Forgotten Journey, a collection of 28 short stories first published in 1937, was the world's introduction to Silvina Ocampo, considered one of Argentina's most original and iconic authors. With it, Ocampo initiated a personal, idiosyncratic politics of memory, writing in what would become her signature lyrical, oneiric, and slightly menacing style, a theme to which she would return again and again over the course of her long and productive career. Plots give way to the wiles of events being narrated, protagonists are often unaware of what's going on, and the atmosphere almost always borders on a nightmarish, fantastical dimension.

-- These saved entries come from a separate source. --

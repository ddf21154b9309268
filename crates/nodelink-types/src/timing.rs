//! Timing helpers.

use rand::Rng;
use std::time::Duration;

/// `base` shifted by a uniformly random amount in `[-spread, +spread]`.
///
/// The result never drops below one millisecond.
pub fn jittered(base: Duration, spread: Duration) -> Duration {
    let base_ms = base.as_millis() as i64;
    let spread_ms = spread.as_millis() as i64;
    let offset = if spread_ms > 0 {
        rand::thread_rng().gen_range(-spread_ms..=spread_ms)
    } else {
        0
    };
    Duration::from_millis((base_ms + offset).max(1) as u64)
}

#[cfg(test)]
mod tests {
    use super::*;

    #[test]
    fn test_jitter_within_bounds() {
        let base = Duration::from_millis(1000);
        let spread = Duration::from_millis(200);
        for _ in 0..500 {
            let d = jittered(base, spread);
            assert!(d >= Duration::from_millis(800) && d <= Duration::from_millis(1200));
        }
    }

    #[test]
    fn test_no_spread_is_exact() {
        assert_eq!(
            jittered(Duration::from_millis(250), Duration::ZERO),
            Duration::from_millis(250)
        );
    }

    #[test]
    fn test_never_zero() {
        let d = jittered(Duration::from_millis(1), Duration::from_millis(50));
        assert!(d >= Duration::from_millis(1));
    }
}
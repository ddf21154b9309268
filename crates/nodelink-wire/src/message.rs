//! Wire protocol frames.
//!
//! All communication between nodes uses JSON-framed messages over a byte
//! stream. Each message is prefixed with a 4-byte big-endian length header.
//! One physical connection carries the handshake, then requests and
//! responses of both directions, and finally an optional goodbye.

use crate::error::WireError;
use crate::transport::MAX_MESSAGE_SIZE;

use nodelink_types::{InitialNodeInformation, NetworkRequest, NetworkResponse, ResultCode};
use serde::{Deserialize, Serialize};

/// A wire protocol message (envelope).
#[derive(Debug, Clone, Serialize, Deserialize)]
pub struct WireMessage {
    /// Unique frame ID.
    pub id: String,
    /// Frame variant.
    #[serde(flatten)]
    pub kind: WireMessageKind,
}

impl WireMessage {
    /// Wrap `kind` with a fresh frame id.
    pub fn new(kind: WireMessageKind) -> Self {
        Self {
            id: uuid::Uuid::new_v4().to_string(),
            kind,
        }
    }
}

/// The different kinds of wire frames.
#[derive(Debug, Clone, Serialize, Deserialize)]
#[serde(tag = "type")]
pub enum WireMessageKind {
    /// First frame sent by the connecting side.
    #[serde(rename = "handshake")]
    Handshake(Handshake),
    /// Accepting answer to a handshake.
    #[serde(rename = "handshake_ack")]
    HandshakeAck(HandshakeAck),
    /// Refusing answer to a handshake; the connection is closed afterwards.
    #[serde(rename = "handshake_refused")]
    HandshakeRefused {
        result_code: ResultCode,
        reason: String,
    },
    /// A routed request.
    #[serde(rename = "request")]
    Request(NetworkRequest),
    /// The response to a previously received request.
    #[serde(rename = "response")]
    Response(NetworkResponse),
    /// Graceful close of the channel pair.
    #[serde(rename = "goodbye")]
    Goodbye,
}

/// Handshake sent by the connecting node.
#[derive(Debug, Clone, Serialize, Deserialize)]
pub struct Handshake {
    pub node: InitialNodeInformation,
    pub protocol_version: u32,
    /// Channel id assigned by the connecting side.
    pub channel_id: String,
    /// Whether the accepting side should open its own outgoing channel
    /// over the same connection.
    pub duplex: bool,
    /// Random nonce for HMAC authentication.
    #[serde(default)]
    pub nonce: String,
    /// HMAC-SHA256(shared_secret, nonce + node_id).
    #[serde(default)]
    pub auth_hmac: String,
}

/// Handshake acknowledgement sent by the accepting node.
#[derive(Debug, Clone, Serialize, Deserialize)]
pub struct HandshakeAck {
    pub node: InitialNodeInformation,
    pub protocol_version: u32,
    /// Channel id assigned by the accepting side for the same connection.
    pub channel_id: String,
    #[serde(default)]
    pub nonce: String,
    #[serde(default)]
    pub auth_hmac: String,
}

/// Current protocol version.
pub const PROTOCOL_VERSION: u32 = 3;

/// Older versions that are still understood by this implementation.
pub const LEGACY_COMPATIBLE_VERSIONS: &[u32] = &[2];

/// Whether a remote protocol version can talk to this implementation.
pub fn is_compatible_version(remote: u32) -> bool {
    remote == PROTOCOL_VERSION || LEGACY_COMPATIBLE_VERSIONS.contains(&remote)
}

/// A complete frame: big-endian `u32` body length, then the JSON body.
///
/// Bodies over [`MAX_MESSAGE_SIZE`] are rejected here, so the peer never
/// sees a frame it would have to drop the connection for.
pub fn encode_frame(msg: &WireMessage) -> Result<Vec<u8>, WireError> {
    let body = serde_json::to_vec(msg)?;
    if body.len() > MAX_MESSAGE_SIZE as usize {
        return Err(WireError::MessageTooLarge {
            size: u32::try_from(body.len()).unwrap_or(u32::MAX),
            max: MAX_MESSAGE_SIZE,
        });
    }
    let mut frame = (body.len() as u32).to_be_bytes().to_vec();
    frame.extend(body);
    Ok(frame)
}

pub fn frame_length(prefix: [u8; 4]) -> usize {
    u32::from_be_bytes(prefix) as usize
}

pub fn decode_frame_body(body: &[u8]) -> Result<WireMessage, serde_json::Error> {
    serde_json::from_slice(body)
}

#[cfg(test)]
mod tests {
    use super::*;
    use nodelink_types::message::message_type;
    use nodelink_types::InstanceNodeSessionId;

    fn node(name: &str) -> InitialNodeInformation {
        InitialNodeInformation::new(InstanceNodeSessionId::new(name, "s1"), name)
    }

    #[test]
    fn test_length_prefix_matches_body() {
        let msg = WireMessage::new(WireMessageKind::Goodbye);
        let frame = encode_frame(&msg).unwrap();
        let len = frame_length([frame[0], frame[1], frame[2], frame[3]]);
        assert_eq!(len, frame.len() - 4);
        let decoded = decode_frame_body(&frame[4..]).unwrap();
        assert_eq!(decoded.id, msg.id);
        assert!(matches!(decoded.kind, WireMessageKind::Goodbye));
    }

    #[test]
    fn test_oversized_body_is_not_encoded() {
        let id = InstanceNodeSessionId::new("a", "1");
        let request = NetworkRequest::new(
            message_type::TEST,
            vec![7u8; MAX_MESSAGE_SIZE as usize],
            id.clone(),
            id,
        );
        let msg = WireMessage::new(WireMessageKind::Request(request));
        match encode_frame(&msg) {
            Err(WireError::MessageTooLarge { size, max }) => {
                assert!(size > max);
                assert_eq!(max, MAX_MESSAGE_SIZE);
            }
            other => panic!("Expected MessageTooLarge, got {other:?}"),
        }
    }

    #[test]
    fn test_handshake_serialization() {
        let msg = WireMessage {
            id: "hs-1".to_string(),
            kind: WireMessageKind::Handshake(Handshake {
                node: node("alpha"),
                protocol_version: PROTOCOL_VERSION,
                channel_id: "alpha-1".to_string(),
                duplex: true,
                nonce: String::new(),
                auth_hmac: String::new(),
            }),
        };
        let json = serde_json::to_string(&msg).unwrap();
        assert!(json.contains("\"type\":\"handshake\""));
        assert!(json.contains("alpha-1"));
        let decoded: WireMessage = serde_json::from_str(&json).unwrap();
        match decoded.kind {
            WireMessageKind::Handshake(hs) => {
                assert!(hs.duplex);
                assert_eq!(hs.node.display_name, "alpha");
            }
            other => panic!("Expected Handshake, got {other:?}"),
        }
    }

    #[test]
    fn test_request_frame_keeps_body() {
        let request = NetworkRequest::new(
            message_type::TEST,
            b"payload".to_vec(),
            InstanceNodeSessionId::new("a", "1"),
            InstanceNodeSessionId::new("b", "2"),
        );
        let msg = WireMessage::new(WireMessageKind::Request(request.clone()));
        let frame = encode_frame(&msg).unwrap();
        match decode_frame_body(&frame[4..]).unwrap().kind {
            WireMessageKind::Request(decoded) => assert_eq!(decoded, request),
            other => panic!("Expected Request, got {other:?}"),
        }
    }

    #[test]
    fn test_refusal_frame() {
        let msg = WireMessage::new(WireMessageKind::HandshakeRefused {
            result_code: ResultCode::IncompatibleProtocolVersion,
            reason: "expected 3, got 1".to_string(),
        });
        let json = serde_json::to_string(&msg).unwrap();
        assert!(json.contains("INCOMPATIBLE_PROTOCOL_VERSION"));
        let decoded: WireMessage = serde_json::from_str(&json).unwrap();
        assert!(matches!(
            decoded.kind,
            WireMessageKind::HandshakeRefused {
                result_code: ResultCode::IncompatibleProtocolVersion,
                ..
            }
        ));
    }

    #[test]
    fn test_version_compatibility() {
        assert!(is_compatible_version(PROTOCOL_VERSION));
        assert!(is_compatible_version(2));
        assert!(!is_compatible_version(1));
        assert!(!is_compatible_version(PROTOCOL_VERSION + 1));
    }
}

The collection takes its title from its eponymous story of a girl who struggles to recall the events of her birth in order to regain the memory of her identity. In this vein, Forgotten Journey follows girls and women at different stages of life, grappling with identity, memory, and the cruelty of the worlds they inhabit. Helpless children, faithful servants, gardeners and governesses, circus performers and lovers: Ocampo writes characters at the margins of what would optimistically be called "the believable," crafting unrealities and warping language to realize a logic of dreams, memory, and a child's imagination.
Delicately crafted, intensely visual, deeply Argentine in their tone as well as for their autobiographical content, the stories in Ocampo's first book anticipate the future work of one of the Spanish-language world's most brilliant writers.